I spent about two evenings on it
that's how technology navigation is learned, the hard way
CP2K is one of the better free dynamic chemical simulators.
Always on my mind is: chemical simulators, electronics simulators, building design simulators (including many simulators, rich in pertinent information), raytrace simulation (physical light appearance simulators / 3D cad design even game design), city simulators. they are too large to just "release in mathematica" (would have to be just one installed add-on, for most)
they have huge interfaces (popular 3D game design interfaces are a good example) and mathematica is poor at that. huge code bases (mathematica is good at that but isn't connected for many reasons)
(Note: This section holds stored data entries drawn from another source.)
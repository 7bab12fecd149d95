//! JobService: transport-agnostic job lifecycle.
//!
//! The service owns:
//! - The job store (records and job directories)
//! - The upload store
//! - The artifact layout used for every result lookup
//! - The process runner that executes the predictor
//!
//! Lifecycle of one prediction:
//! create dir → write input → persist `running` → run predictor → persist
//! terminal record → respond. The response always describes the outcome; a
//! failed prediction is data, not an error.
//!
//! Predictions started with [`JobService::spawn_prediction`] are tracked and
//! [`JobService::shutdown`] waits for them, so a job never outlives the
//! server in the `running` state.

use std::path::PathBuf;
use std::sync::Arc;
use std::time::Duration;

use serde::Serialize;
use tokio::task::JoinHandle;
use tokio_util::task::TaskTracker;

use crate::archive::{ArchiveError, build_archive};
use crate::job::{JobId, JobRecord, now_rfc3339};
use crate::request::PredictionRequest;
use crate::results::{ArtifactKind, ArtifactLayout, JobResults, load_results};
use crate::runner::{
    PredictorInvocation, ProcessOutcome, ProcessRunner, RunnerError, SubprocessRunner,
};
use crate::serializer::{self, SerializeError};
use crate::store::{JobStore, StoreError};
use crate::uploads::UploadStore;
use crate::version::VersionInfo;

pub const DEFAULT_TIMEOUT: Duration = Duration::from_secs(600);

const TIMEOUT_OUTPUT: &str = "The prediction process took too long and was terminated.";

#[derive(Debug, Clone)]
pub struct ServiceConfig {
    /// Base predictor command; the predict arguments are appended.
    pub predictor: Vec<String>,
    pub timeout: Duration,
}

impl Default for ServiceConfig {
    fn default() -> Self {
        Self {
            predictor: vec!["boltz".to_string()],
            timeout: DEFAULT_TIMEOUT,
        }
    }
}

impl ServiceConfig {
    pub fn with_predictor(mut self, predictor: Vec<String>) -> Self {
        self.predictor = predictor;
        self
    }

    pub fn with_timeout(mut self, timeout: Duration) -> Self {
        self.timeout = timeout;
        self
    }
}

/// Orchestration failure before or while running the predictor.
#[derive(Debug, thiserror::Error)]
pub enum JobError {
    #[error(transparent)]
    Store(#[from] StoreError),
    #[error(transparent)]
    Serialize(#[from] SerializeError),
    #[error(transparent)]
    Runner(#[from] RunnerError),
}

/// Failure to serve a read of an existing job.
#[derive(Debug, thiserror::Error)]
pub enum LookupError {
    #[error("Job not found")]
    JobNotFound,
    #[error("Job info not found")]
    InfoNotFound,
    #[error("File not allowed")]
    FileNotAllowed,
    #[error("File not found")]
    FileNotFound,
    #[error("PDB file not found")]
    StructureNotFound,
    #[error("Failed to create archive: {0}")]
    Archive(#[from] ArchiveError),
    #[error("Failed to create archive: {0}")]
    ArchiveTask(#[from] tokio::task::JoinError),
}

/// Outcome of `/predict`, returned for every terminal state.
#[derive(Debug, Clone, PartialEq, Eq, Serialize)]
pub struct PredictionResponse {
    pub success: bool,
    pub message: String,
    pub output: String,
    pub yaml_content: String,
    pub job_id: String,
    pub job_dir: String,
    pub timestamp: String,
}

impl PredictionResponse {
    fn new(job_id: &JobId, job_dir: &std::path::Path) -> Self {
        Self {
            success: false,
            message: String::new(),
            output: String::new(),
            yaml_content: String::new(),
            job_id: job_id.to_string(),
            job_dir: job_dir.display().to_string(),
            timestamp: now_rfc3339(),
        }
    }

    fn errored(mut self, error: &dyn std::fmt::Display) -> Self {
        self.success = false;
        self.message = format!("An error occurred: {error}. Job ID: {}", self.job_id);
        self.output = String::new();
        self
    }
}

/// Transport-agnostic job service.
pub struct JobService {
    store: JobStore,
    uploads: UploadStore,
    layout: ArtifactLayout,
    runner: Arc<dyn ProcessRunner>,
    config: ServiceConfig,
    version: VersionInfo,
    tasks: TaskTracker,
}

impl JobService {
    pub fn new(store: JobStore, uploads: UploadStore, config: ServiceConfig) -> Self {
        Self {
            store,
            uploads,
            layout: ArtifactLayout::default(),
            runner: Arc::new(SubprocessRunner),
            config,
            version: VersionInfo::new(),
            tasks: TaskTracker::new(),
        }
    }

    pub fn with_runner(mut self, runner: Arc<dyn ProcessRunner>) -> Self {
        self.runner = runner;
        self
    }

    pub fn with_layout(mut self, layout: ArtifactLayout) -> Self {
        self.layout = layout;
        self
    }

    pub fn store(&self) -> &JobStore {
        &self.store
    }

    pub fn uploads(&self) -> &UploadStore {
        &self.uploads
    }

    pub fn layout(&self) -> &ArtifactLayout {
        &self.layout
    }

    pub fn config(&self) -> &ServiceConfig {
        &self.config
    }

    pub fn version(&self) -> &VersionInfo {
        &self.version
    }

    /// Run a prediction on its own tracked task.
    ///
    /// The task keeps going if the handle is dropped.
    pub fn spawn_prediction(
        self: &Arc<Self>,
        request: PredictionRequest,
    ) -> JoinHandle<PredictionResponse> {
        let service = Arc::clone(self);
        self.tasks.spawn(async move { service.predict(request).await })
    }

    /// Wait for every tracked prediction to reach a terminal state.
    pub async fn shutdown(&self) {
        self.tasks.close();
        if !self.tasks.is_empty() {
            tracing::info!(count = self.tasks.len(), "Waiting for in-flight predictions");
        }
        self.tasks.wait().await;
    }

    /// Run one prediction to a terminal state.
    ///
    /// The `running` record is on disk before the predictor starts and the
    /// terminal record is on disk before this returns.
    pub async fn predict(&self, request: PredictionRequest) -> PredictionResponse {
        let job_id = JobId::generate();
        let response = PredictionResponse::new(&job_id, &self.store.job_dir(&job_id));

        let job_dir = match self.store.create_job_dir(&job_id) {
            Ok(dir) => dir,
            Err(e) => {
                tracing::error!(job_id = %job_id, error = %e, "Failed to create job directory");
                return response.errored(&e);
            }
        };

        let invocation = PredictorInvocation::for_request(&self.config.predictor, &request);
        let mut record = JobRecord::running(
            job_id.clone(),
            &request,
            &job_dir,
            &job_dir.join(serializer::INPUT_FILE),
            &self.store.output_dir(&job_id),
            invocation.command_line(),
        );
        let mut response = PredictionResponse {
            timestamp: record.created_at.clone(),
            ..response
        };

        let outcome = match self.start(&record, &request) {
            Ok(yaml) => {
                response.yaml_content = yaml;
                tracing::info!(
                    job_id = %job_id,
                    command = %record.command,
                    "Running predictor"
                );
                self.runner
                    .run(&invocation, &job_dir, self.config.timeout)
                    .await
                    .map_err(JobError::from)
            }
            Err(e) => Err(e),
        };

        let transition = match outcome {
            Ok(ProcessOutcome::Exited {
                code: 0,
                stdout,
                stderr,
            }) => {
                tracing::info!(job_id = %job_id, "Prediction completed");
                response.success = true;
                response.message = format!("Prediction completed successfully! Job ID: {job_id}");
                response.output = stdout.clone();
                record.complete(stdout, stderr)
            }
            Ok(ProcessOutcome::Exited {
                code,
                stdout,
                stderr,
            }) => {
                tracing::warn!(job_id = %job_id, code, "Predictor exited with failure");
                response.message =
                    format!("Prediction failed with return code {code}. Job ID: {job_id}");
                response.output = format!("STDOUT:\n{stdout}\n\nSTDERR:\n{stderr}");
                record.fail(code, stdout, stderr)
            }
            Ok(ProcessOutcome::TimedOut { after }) => {
                let detail = format!("Prediction timed out after {} seconds", after.as_secs());
                tracing::warn!(job_id = %job_id, timeout_secs = after.as_secs(), "Prediction timed out");
                response.message = format!("{detail}. Job ID: {job_id}");
                response.output = TIMEOUT_OUTPUT.to_string();
                record.time_out(detail)
            }
            Err(e) => {
                tracing::error!(job_id = %job_id, error = %e, "Prediction failed to run");
                response = response.errored(&e);
                record.set_error(e.to_string())
            }
        };
        if let Err(e) = transition {
            tracing::error!(job_id = %job_id, error = %e, "Invalid job state transition");
        }

        if let Err(e) = self.store.put(&record) {
            tracing::error!(job_id = %job_id, error = %e, "Failed to save terminal job record");
            return response.errored(&e);
        }
        response
    }

    /// Write the input, create the output directory and persist `running`.
    fn start(&self, record: &JobRecord, request: &PredictionRequest) -> Result<String, JobError> {
        let job_dir = self.store.job_dir(&record.job_id);
        let yaml = serializer::write_input(&job_dir, request)?;
        self.store.create_output_dir(&record.job_id)?;
        self.store.put(record)?;
        Ok(yaml)
    }

    pub fn list_jobs(&self) -> Result<Vec<JobRecord>, StoreError> {
        self.store.list_all()
    }

    fn existing(&self, id: &str) -> Result<JobId, LookupError> {
        JobId::parse(id)
            .filter(|id| self.store.exists(id))
            .ok_or(LookupError::JobNotFound)
    }

    /// Load a job's record. Unreadable records count as missing.
    pub fn job(&self, id: &str) -> Result<JobRecord, LookupError> {
        let id = self.existing(id)?;
        match self.store.get(&id) {
            Ok(Some(record)) => Ok(record),
            Ok(None) => Err(LookupError::InfoNotFound),
            Err(e) => {
                tracing::warn!(job_id = %id, error = %e, "Failed to load job record");
                Err(LookupError::InfoNotFound)
            }
        }
    }

    pub fn results(&self, id: &str) -> Result<JobResults, LookupError> {
        let record = self.job(id)?;
        let job_dir = self.store.job_dir(&record.job_id);
        Ok(load_results(&job_dir, record, &self.layout))
    }

    /// Path of an allow-listed artifact by file name.
    pub fn artifact(&self, id: &str, file_name: &str) -> Result<PathBuf, LookupError> {
        let id = self.existing(id)?;
        let kind = ArtifactKind::from_file_name(file_name).ok_or(LookupError::FileNotAllowed)?;
        self.layout
            .locate(&self.store.job_dir(&id), kind)
            .ok_or(LookupError::FileNotFound)
    }

    pub fn structure(&self, id: &str) -> Result<(JobId, PathBuf), LookupError> {
        let id = self.existing(id)?;
        let path = self
            .layout
            .find_structure(&self.store.job_dir(&id))
            .ok_or(LookupError::StructureNotFound)?;
        Ok((id, path))
    }

    /// Build the job's ZIP archive off the async runtime.
    pub async fn archive(&self, id: &str) -> Result<(JobId, Vec<u8>), LookupError> {
        let record = self.job(id)?;
        let job_dir = self.store.job_dir(&record.job_id);
        let layout = self.layout.clone();
        let bytes = tokio::task::spawn_blocking(move || {
            build_archive(&record.job_id, &job_dir, &record, &layout).map(|b| (record.job_id, b))
        })
        .await??;
        Ok(bytes)
    }
}
//! Predictor process execution.
//!
//! Flow:
//! 1. Build the invocation from the request (argv is a pure function of it)
//! 2. Spawn the predictor in its own process group, cwd = job directory
//! 3. Drain stdout/stderr concurrently while waiting under a deadline
//! 4. On exit or timeout: SIGKILL the process group so no descendant outlives
//!    the job, then reap the direct child
//!
//! If the run future is dropped mid-flight the group is killed as well.

use std::path::Path;
use std::process::Stdio;
use std::time::Duration;

use async_trait::async_trait;
use tokio::io::{AsyncRead, AsyncReadExt};
use tokio::process::{Child, Command};
use tokio::task::JoinHandle;

use crate::request::PredictionRequest;
use crate::serializer::INPUT_FILE;
use crate::store::OUTPUT_DIR;

/// Structure format requested from the predictor.
pub const OUTPUT_FORMAT: &str = "pdb";

/// Flag asking the predictor to compute alignments with its remote service.
pub const MSA_SERVER_FLAG: &str = "--use_msa_server";

/// Exact argv used to run the predictor for one job.
#[derive(Debug, Clone, PartialEq, Eq)]
pub struct PredictorInvocation {
    argv: Vec<String>,
}

impl PredictorInvocation {
    /// `<predictor...> predict boltz_input.yaml --out_dir boltz_output
    /// [--use_msa_server] --output_format pdb`.
    ///
    /// `predictor` is the base command, e.g. `["boltz"]`. Remote alignment is
    /// requested only when no entity brings its own MSA.
    pub fn for_request(predictor: &[String], request: &PredictionRequest) -> Self {
        let mut argv = predictor.to_vec();
        argv.extend(
            ["predict", INPUT_FILE, "--out_dir", OUTPUT_DIR]
                .into_iter()
                .map(String::from),
        );
        if !request.has_msa() {
            argv.push(MSA_SERVER_FLAG.to_string());
        }
        argv.extend(["--output_format", OUTPUT_FORMAT].into_iter().map(String::from));
        Self { argv }
    }

    pub fn argv(&self) -> &[String] {
        &self.argv
    }

    pub fn uses_msa_server(&self) -> bool {
        self.argv.iter().any(|a| a == MSA_SERVER_FLAG)
    }

    /// Space-joined form recorded in the job record.
    pub fn command_line(&self) -> String {
        self.argv.join(" ")
    }
}

/// How the predictor process ended.
#[derive(Debug, Clone, PartialEq, Eq)]
pub enum ProcessOutcome {
    /// Exited before the deadline. `code` is -1 if killed by a signal.
    Exited {
        code: i32,
        stdout: String,
        stderr: String,
    },
    /// Still running at the deadline; killed, output discarded.
    TimedOut { after: Duration },
}

#[derive(Debug, thiserror::Error)]
pub enum RunnerError {
    #[error("predictor command is empty")]
    EmptyCommand,
    #[error("failed to spawn predictor `{program}`: {source}")]
    Spawn {
        program: String,
        #[source]
        source: std::io::Error,
    },
    #[error("failed to wait for predictor: {0}")]
    Wait(#[source] std::io::Error),
}

/// Runs a predictor invocation to completion or timeout.
///
/// Lets the job lifecycle be tested without a real predictor binary.
#[async_trait]
pub trait ProcessRunner: Send + Sync {
    async fn run(
        &self,
        invocation: &PredictorInvocation,
        cwd: &Path,
        timeout: Duration,
    ) -> Result<ProcessOutcome, RunnerError>;
}

/// Runs the predictor as a tokio child process.
#[derive(Debug, Clone, Copy, Default)]
pub struct SubprocessRunner;

#[async_trait]
impl ProcessRunner for SubprocessRunner {
    async fn run(
        &self,
        invocation: &PredictorInvocation,
        cwd: &Path,
        timeout: Duration,
    ) -> Result<ProcessOutcome, RunnerError> {
        let (program, args) = invocation
            .argv()
            .split_first()
            .ok_or(RunnerError::EmptyCommand)?;

        let mut command = Command::new(program);
        command
            .args(args)
            .current_dir(cwd)
            .stdin(Stdio::null())
            .stdout(Stdio::piped())
            .stderr(Stdio::piped())
            .kill_on_drop(true);
        #[cfg(unix)]
        command.process_group(0);

        let mut child = command.spawn().map_err(|e| RunnerError::Spawn {
            program: program.clone(),
            source: e,
        })?;
        let pid = child.id();
        let mut group = GroupGuard(pid);
        tracing::debug!(pid, cwd = %cwd.display(), "Spawned predictor");

        let stdout = drain(child.stdout.take());
        let stderr = drain(child.stderr.take());

        let waited = tokio::time::timeout(timeout, child.wait()).await;
        match waited {
            Ok(Ok(status)) => {
                // The leader is gone; anything left in its group is a leak.
                group.kill();
                let code = status.code().unwrap_or(-1);
                tracing::debug!(pid, code, "Predictor exited");
                Ok(ProcessOutcome::Exited {
                    code,
                    stdout: collect(stdout).await,
                    stderr: collect(stderr).await,
                })
            }
            Ok(Err(e)) => {
                terminate(&mut child, &mut group).await;
                stdout.abort();
                stderr.abort();
                Err(RunnerError::Wait(e))
            }
            Err(_) => {
                tracing::warn!(pid, timeout_secs = timeout.as_secs_f64(), "Predictor timed out, killing");
                terminate(&mut child, &mut group).await;
                stdout.abort();
                stderr.abort();
                Ok(ProcessOutcome::TimedOut { after: timeout })
            }
        }
    }
}

fn drain<R>(reader: Option<R>) -> JoinHandle<String>
where
    R: AsyncRead + Unpin + Send + 'static,
{
    tokio::spawn(async move {
        let mut buf = Vec::new();
        if let Some(mut reader) = reader
            && let Err(e) = reader.read_to_end(&mut buf).await
        {
            tracing::warn!(error = %e, "Failed to read predictor output");
        }
        String::from_utf8_lossy(&buf).into_owned()
    })
}

async fn collect(handle: JoinHandle<String>) -> String {
    handle.await.unwrap_or_default()
}

/// Kills the predictor's process group once, at the latest when dropped.
struct GroupGuard(Option<u32>);

impl GroupGuard {
    fn kill(&mut self) {
        kill_group(self.0.take());
    }
}

impl Drop for GroupGuard {
    fn drop(&mut self) {
        self.kill();
    }
}

/// Kill the whole process group, then kill and reap the direct child.
async fn terminate(child: &mut Child, group: &mut GroupGuard) {
    group.kill();
    if let Err(e) = child.kill().await {
        tracing::debug!(error = %e, "Predictor already gone");
    }
}

#[cfg(unix)]
fn kill_group(pid: Option<u32>) {
    use nix::errno::Errno;
    use nix::sys::signal::{Signal, killpg};
    use nix::unistd::Pid;

    let Some(pid) = pid.and_then(|p| i32::try_from(p).ok()) else {
        return;
    };
    match killpg(Pid::from_raw(pid), Signal::SIGKILL) {
        Ok(()) | Err(Errno::ESRCH) => {}
        Err(e) => tracing::warn!(pid, error = %e, "Failed to kill predictor process group"),
    }
}

#[cfg(not(unix))]
fn kill_group(_pid: Option<u32>) {}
the simulator code is custom and the rich information locked in it. the math is poor in these (often so is ability to modify). there is little way to interact with Mathematica (a few file format converters - usually very limited in ability, cut&past - very limited). many ask about MathLink but few or none have ever produced any product that links up with any large simulator.
mathematica, despite not being "higher level than C", can compile and run code "as good or better". but it's ability to offer "large interfaces" is poor. the people willing to tackle "rewriting a simulator in mathematica" and provide a thorough MathLink interface: is about none. we don't have a mathematica download area with mathlinke'd simulators, not even one. CDF format is really only good at (trivial) problem exhibition.
this is a predicament that i frequently think about
a ton of custom simulators that can't do math and have no "central language"
a best mathematics, algorithms, code program which can't do "interfaces" (interfaces much due a cross platform lib issues, software wars, etc)
mapping is a good example of a technology that was simulated by custom apps that somehow gets "active" in mathematica
mapping companies made special large interfaces and multi-layered maps and mapping format files. these became orchestrated systems of standards of "how to transmit various mapping information". finally mathematica offers mapping data that has drivers capable of reading that information which is rich which (simulator specific information of how it is used)
the result: mathematica has powerful mapping simulation (though little interface). no circuit simulation.
but what about the rest? good question.